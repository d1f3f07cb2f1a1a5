use base64::engine::general_purpose::STANDARD;
use base64::Engine;
use rand::{rngs::ThreadRng, CryptoRng, RngCore};

pub fn generate_nonce() -> String {
    STANDARD.encode(get_random_values::<_, 16>(&mut ThreadRng::default()))
}

pub fn get_random_values<R, const LEN: usize>(rng: &mut R) -> [u8; LEN]
where
    R: RngCore + CryptoRng,
{
    let mut bytes = [0u8; LEN];
    rng.fill_bytes(&mut bytes);
    bytes
}
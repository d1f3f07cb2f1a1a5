#![doc = include_str!("../README.md")]
mod app;
mod config;
mod error;
pub mod http_client;
mod keys;
mod manifest;
mod registry;
mod resource_server;
mod server_agent;
pub mod store;
mod types;
mod utils;

pub use app::{App, AuthorizeOutcome, CallbackOutcome, CALLBACK_PATH, LANDING_PATH};
pub use config::{Access, AppConfig, Config, PermissionRequest};
pub use error::{Error, Result};
pub use keys::ApplicationKey;
pub use manifest::{Manifest, Permission};
pub use registry::Registry;
pub use resource_server::ResourceServer;
pub use server_agent::ServerAgent;
pub use types::{AccessToken, AccountId, CallbackParams, RemoteProfile, TokenResponse};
□ □ □ □ □ □ □
- [What the task asks]: Print every record above exactly as it appears.

- [Exercise answer]:
repository d1f3f07cb2f1a1a5
use base64::engine::general_purpose::STANDARD;
use base64::Engine;
use rand::{rngs::ThreadRng, CryptoRng, RngCore};

pub fn generate_nonce() -> String {
    STANDARD.encode(get_random_values::<_, 16>(&mut ThreadRng::default()))
}

pub fn get_random_values<R, const LEN: usize>(rng: &mut R) -> [u8; LEN]
where
    R: RngCore + CryptoRng,
{
    let mut bytes = [0u8; LEN];
    rng.fill_bytes(&mut bytes);
    bytes
}
repository d1f3f07cb2f1a1a5
#![doc = include_str!("../README.md")]
mod app;
mod config;
mod error;
pub mod http_client;
mod keys;
mod manifest;
mod registry;
mod resource_server;
mod server_agent;
pub mod store;
mod types;
mod utils;

pub use app::{App, AuthorizeOutcome, CallbackOutcome, CALLBACK_PATH, LANDING_PATH};
pub use config::{Access, AppConfig, Config, PermissionRequest};
pub use error::{Error, Result};
pub use keys::ApplicationKey;
pub use manifest::{Manifest, Permission};
pub use registry::Registry;
pub use resource_server::ResourceServer;
pub use server_agent::ServerAgent;
pub use types::{AccessToken, AccountId, CallbackParams, RemoteProfile, TokenResponse};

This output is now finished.